Tag Archives: parenting

asking once was already too many times

Black-and-white sticker art of a young person on a tricycle with a small animal in the tricycle's basket and a bird nested on the young person's headGood morning, good morning. Is the sun up where you are yet? Here it’s all fog and hush.

There is still a cereal bowl in the bathroom. Don’t ask me what a cereal bowl is doing in the bathroom. Did someone eat cereal while going to the bathroom, or while walking into the bathroom or…? I can’t answer. What I can say is that it’s been there now for about 30 hours, 36, and in that time, more people than me have been into the bathroom and seen the bowl with a spoon resting inside it and bits of cereal stuck to the sides. But I seem to be the only person who cares about it. I am certainly the only person obsessing about it. I mentioned it yesterday morning — please have him bring his bowl from the bathroom to the kitchen to the dishwasher — and also last night — go get that bowl and bring it to the dishwasher, while you’re loading it up after dinner. But still the bowl still sits in the bathroom, on the sink next to the toilet.

It’s not the cereal bowl, understand. it’s what it represents.

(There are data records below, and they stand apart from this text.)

//! Default collaborators for running the gateway on a single machine: a
//! project store backed by the configuration file, an in-memory process
//! registry, and a launcher that spawns dev servers as child processes.

use crate::config::{DevServerConfig, PortSettings, ProjectConfig};
use crate::project::{
    PortHints, PortOverrides, ProcessInfo, ProcessRegistry, ProcessSet, ProjectLauncher,
    ProjectStore, RunningProcessEntry, StartOptions, StartOutcome, StoredPorts,
};
use anyhow::Context;
use async_trait::async_trait;
use dashmap::DashMap;
use parking_lot::RwLock;
use std::collections::HashMap;
use std::path::{Path, PathBuf};
use std::process::Stdio;
use std::time::{Duration, Instant};
use tokio::io::{AsyncBufReadExt, AsyncRead, BufReader};
use tokio::net::{TcpListener, TcpStream};
use tokio::process::{Child, Command};
use tracing::{debug, info, warn};

/// How long a freshly spawned frontend gets to open its port
const DEFAULT_STARTUP_TIMEOUT: Duration = Duration::from_secs(30);

/// Time between SIGTERM and SIGKILL
const DEFAULT_GRACE_PERIOD: Duration = Duration::from_secs(5);

/// Interval for polling a starting dev server (in milliseconds)
const STARTUP_POLL_INTERVAL_MS: u64 = 100;

/// Ports scanned above a port base before falling back to an ephemeral port
const PORT_SCAN_RANGE: u16 = 100;

// ============================================================================
// Project store
// ============================================================================

/// Project store backed by the `[projects]` table. Ports saved after a start
/// are kept in memory for the lifetime of the gateway.
pub struct LocalProjects {
    projects: HashMap<String, ProjectConfig>,
    ports: PortSettings,
    stored: RwLock<HashMap<String, StoredPorts>>,
}

impl LocalProjects {
    pub fn new(projects: HashMap<String, ProjectConfig>, ports: PortSettings) -> Self {
        Self {
            projects,
            ports,
            stored: RwLock::new(HashMap::new()),
        }
    }

    /// Ids of projects marked `autostart`, sorted
    pub fn autostart_ids(&self) -> Vec<String> {
        let mut ids: Vec<String> = self
            .projects
            .iter()
            .filter(|(_, p)| p.autostart)
            .map(|(id, _)| id.clone())
            .collect();
        ids.sort();
        ids
    }
}

#[async_trait]
impl ProjectStore for LocalProjects {
    async fn project_path(&self, project_id: &str) -> anyhow::Result<Option<PathBuf>> {
        Ok(self.projects.get(project_id).map(|p| p.path.clone()))
    }

    async fn stored_ports(&self, project_id: &str) -> anyhow::Result<StoredPorts> {
        Ok(self
            .stored
            .read()
            .get(project_id)
            .copied()
            .unwrap_or_default())
    }

    async fn port_hints(&self, project_id: &str) -> anyhow::Result<PortHints> {
        let Some(project) = self.projects.get(project_id) else {
            return Ok(PortHints::default());
        };
        Ok(PortHints {
            frontend: project.frontend.as_ref().and_then(|s| s.port),
            backend: project.backend.as_ref().and_then(|s| s.port),
        })
    }

    async fn port_overrides(&self, _project_id: &str) -> anyhow::Result<PortOverrides> {
        Ok(PortOverrides {
            frontend_base: self.ports.frontend_base,
            backend_base: self.ports.backend_base,
        })
    }

    async fn save_ports(&self, project_id: &str, ports: StoredPorts) -> anyhow::Result<()> {
        self.stored.write().insert(project_id.to_string(), ports);
        Ok(())
    }
}

// ============================================================================
// Process registry
// ============================================================================

#[derive(Default)]
pub struct InMemoryRegistry {
    entries: DashMap<String, RunningProcessEntry>,
}

impl InMemoryRegistry {
    pub fn new() -> Self {
        Self::default()
    }

    /// Snapshot of every entry, sorted by project id
    pub fn list(&self) -> Vec<(String, RunningProcessEntry)> {
        let mut entries: Vec<_> = self
            .entries
            .iter()
            .map(|e| (e.key().clone(), e.value().clone()))
            .collect();
        entries.sort_by(|a, b| a.0.cmp(&b.0));
        entries
    }

    #[cfg(test)]
    fn remove(&self, project_id: &str) -> Option<RunningProcessEntry> {
        self.entries.remove(project_id).map(|(_, entry)| entry)
    }
}

impl ProcessRegistry for InMemoryRegistry {
    fn get_running_process_entry(&self, project_id: &str) -> Option<RunningProcessEntry> {
        self.entries.get(project_id).map(|e| e.value().clone())
    }

    fn store_running_processes(&self, project_id: &str, entry: RunningProcessEntry) {
        self.entries.insert(project_id.to_string(), entry);
    }
}

// ============================================================================
// Launcher
// ============================================================================

#[derive(Debug, Clone, Copy, PartialEq, Eq)]
pub enum DevServerRole {
    Frontend,
    Backend,
}

impl DevServerRole {
    pub fn as_str(&self) -> &'static str {
        match self {
            DevServerRole::Frontend => "frontend",
            DevServerRole::Backend => "backend",
        }
    }
}

impl std::fmt::Display for DevServerRole {
    fn fmt(&self, f: &mut std::fmt::Formatter<'_>) -> std::fmt::Result {
        f.write_str(self.as_str())
    }
}

struct ManagedProcess {
    role: DevServerRole,
    port: u16,
    child: Child,
}

/// Spawns dev servers as local child processes
pub struct LocalLauncher {
    projects: HashMap<String, ProjectConfig>,
    children: DashMap<String, Vec<ManagedProcess>>,
    startup_timeout: Duration,
    grace_period: Duration,
}

impl LocalLauncher {
    pub fn new(projects: HashMap<String, ProjectConfig>) -> Self {
        Self {
            projects,
            children: DashMap::new(),
            startup_timeout: DEFAULT_STARTUP_TIMEOUT,
            grace_period: DEFAULT_GRACE_PERIOD,
        }
    }

    /// Override startup timeout and stop grace period (builder pattern)
    pub fn with_timeouts(mut self, startup_timeout: Duration, grace_period: Duration) -> Self {
        self.startup_timeout = startup_timeout;
        self.grace_period = grace_period;
        self
    }

    /// Number of live child processes for a project
    pub fn process_count(&self, project_id: &str) -> usize {
        self.children.get(project_id).map(|c| c.len()).unwrap_or(0)
    }

    fn spawn_dev_server(
        &self,
        project_id: &str,
        role: DevServerRole,
        server: &DevServerConfig,
        project_path: &Path,
        port: u16,
    ) -> anyhow::Result<ProcessInfo> {
        info!(project_id, role = %role, command = %server.command, port, "Starting dev server");

        let mut cmd = Command::new(&server.command);
        cmd.args(&server.args);
        cmd.stdin(Stdio::null());
        cmd.stdout(Stdio::piped());
        cmd.stderr(Stdio::piped());
        cmd.kill_on_drop(true);

        let working_dir = match &server.working_dir {
            Some(dir) => project_path.join(dir),
            None => project_path.to_path_buf(),
        };
        cmd.current_dir(working_dir);

        for (key, value) in &server.env {
            cmd.env(key, value);
        }
        cmd.env("PORT", port.to_string());

        let mut child = cmd.spawn().with_context(|| {
            format!(
                "Failed to spawn {} dev server for project {}",
                role, project_id
            )
        })?;
        let pid = child.id();
        debug!(project_id, role = %role, ?pid, "Dev server spawned");

        if let Some(stdout) = child.stdout.take() {
            tokio::spawn(forward_output(project_id.to_string(), role, stdout));
        }
        if let Some(stderr) = child.stderr.take() {
            tokio::spawn(forward_output(project_id.to_string(), role, stderr));
        }

        self.children
            .entry(project_id.to_string())
            .or_default()
            .push(ManagedProcess { role, port, child });

        Ok(ProcessInfo { pid, port })
    }

    /// Wait until the frontend accepts connections. Gives up early when the
    /// process exits.
    async fn wait_for_frontend(&self, project_id: &str, port: u16) -> bool {
        let start = Instant::now();
        while start.elapsed() < self.startup_timeout {
            if TcpStream::connect(("127.0.0.1", port)).await.is_ok() {
                return true;
            }

            if self.frontend_exited(project_id) {
                warn!(project_id, port, "Frontend dev server exited during startup");
                return false;
            }

            tokio::time::sleep(Duration::from_millis(STARTUP_POLL_INTERVAL_MS)).await;
        }

        warn!(
            project_id,
            port,
            timeout_secs = self.startup_timeout.as_secs(),
            "Frontend dev server did not open its port in time"
        );
        false
    }

    fn frontend_exited(&self, project_id: &str) -> bool {
        let Some(mut children) = self.children.get_mut(project_id) else {
            return true;
        };
        children
            .iter_mut()
            .filter(|p| p.role == DevServerRole::Frontend)
            .any(|p| matches!(p.child.try_wait(), Ok(Some(_))))
    }

    async fn stop_process(&self, project_id: &str, mut process: ManagedProcess) {
        let role = process.role;
        let port = process.port;

        if let Some(pid) = process.child.id() {
            info!(project_id, role = %role, pid, port, "Sending SIGTERM to dev server");

            #[cfg(unix)]
            unsafe {
                libc::kill(pid as i32, libc::SIGTERM);
            }

            #[cfg(not(unix))]
            {
                let _ = process.child.start_kill();
            }
        }

        match tokio::time::timeout(self.grace_period, process.child.wait()).await {
            Ok(Ok(status)) => {
                info!(project_id, role = %role, ?status, "Dev server exited");
            }
            Ok(Err(e)) => {
                warn!(project_id, role = %role, error = %e, "Error waiting for dev server to exit");
            }
            Err(_) => {
                warn!(
                    project_id,
                    role = %role,
                    grace_period_secs = self.grace_period.as_secs(),
                    "Grace period exceeded, sending SIGKILL"
                );
                let _ = process.child.kill().await;
            }
        }
    }

    /// Stop every dev server this launcher started
    pub async fn stop_all(&self) {
        let project_ids: Vec<String> = self.children.iter().map(|e| e.key().clone()).collect();
        for project_id in project_ids {
            if let Some((_, processes)) = self.children.remove(&project_id) {
                for process in processes {
                    self.stop_process(&project_id, process).await;
                }
            }
        }
    }
}

#[async_trait]
impl ProjectLauncher for LocalLauncher {
    async fn terminate_running_processes(&self, project_id: &str) -> anyhow::Result<()> {
        let Some((_, processes)) = self.children.remove(project_id) else {
            return Ok(());
        };
        for process in processes {
            self.stop_process(project_id, process).await;
        }
        Ok(())
    }

    async fn start_project(
        &self,
        project_id: &str,
        project_path: &Path,
        options: StartOptions,
    ) -> anyhow::Result<StartOutcome> {
        let project = self
            .projects
            .get(project_id)
            .ok_or_else(|| anyhow::anyhow!("Unknown project: {}", project_id))?;
        let frontend = project
            .frontend
            .as_ref()
            .ok_or_else(|| anyhow::anyhow!("Project {} has no frontend dev server", project_id))?;

        let mut processes = ProcessSet::default();

        if let Some(backend) = &project.backend {
            let port = pick_port(options.hints.backend, options.overrides.backend_base).await?;
            match self.spawn_dev_server(project_id, DevServerRole::Backend, backend, project_path, port)
            {
                Ok(info) => processes.backend = Some(info),
                Err(e) => {
                    self.terminate_running_processes(project_id).await?;
                    return Err(e);
                }
            }
        }

        let port = pick_port(options.hints.frontend, options.overrides.frontend_base).await?;
        match self.spawn_dev_server(project_id, DevServerRole::Frontend, frontend, project_path, port) {
            Ok(info) => processes.frontend = Some(info),
            Err(e) => {
                self.terminate_running_processes(project_id).await?;
                return Err(e);
            }
        }

        if !self.wait_for_frontend(project_id, port).await {
            self.terminate_running_processes(project_id).await?;
            return Ok(StartOutcome::failed());
        }

        info!(project_id, port, "Dev servers ready");
        Ok(StartOutcome {
            success: true,
            processes,
        })
    }
}

/// Preferred port if given, else the first free port at or above `base`,
/// else whatever the OS hands out
async fn pick_port(preferred: Option<u16>, base: Option<u16>) -> anyhow::Result<u16> {
    if let Some(port) = preferred {
        return Ok(port);
    }

    if let Some(base) = base {
        for port in base..base.saturating_add(PORT_SCAN_RANGE) {
            if TcpListener::bind(("127.0.0.1", port)).await.is_ok() {
                return Ok(port);
            }
        }
        debug!(base, "No free port near base, using an ephemeral port");
    }

    let listener = TcpListener::bind(("127.0.0.1", 0))
        .await
        .context("Failed to reserve an ephemeral port")?;
    Ok(listener.local_addr()?.port())
}

/// Forward a dev server's output to tracing, one line per event
async fn forward_output<R>(project_id: String, role: DevServerRole, reader: R)
where
    R: AsyncRead + Unpin,
{
    let mut lines = BufReader::new(reader).lines();
    loop {
        match lines.next_line().await {
            Ok(Some(line)) => debug!(project_id = %project_id, role = %role, "{}", line),
            Ok(None) => break,
            Err(e) => {
                debug!(project_id = %project_id, role = %role, error = %e, "Stopped reading dev server output");
                break;
            }
        }
    }
}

This is the work of the trauma survivor stepparentish figure. There’s no name in our culture for what I am here. Not stepmom — that’s not what I want to be. I don’t want that word. I’m mom’s girlfriend. Just Jen. I have the feelings and fears and urges of someone who stands in what seems to be the role of a parent, but I don’t have the responsibility or the space to act on them— what I mean is, I am not the parent here. I am not ever the parent here.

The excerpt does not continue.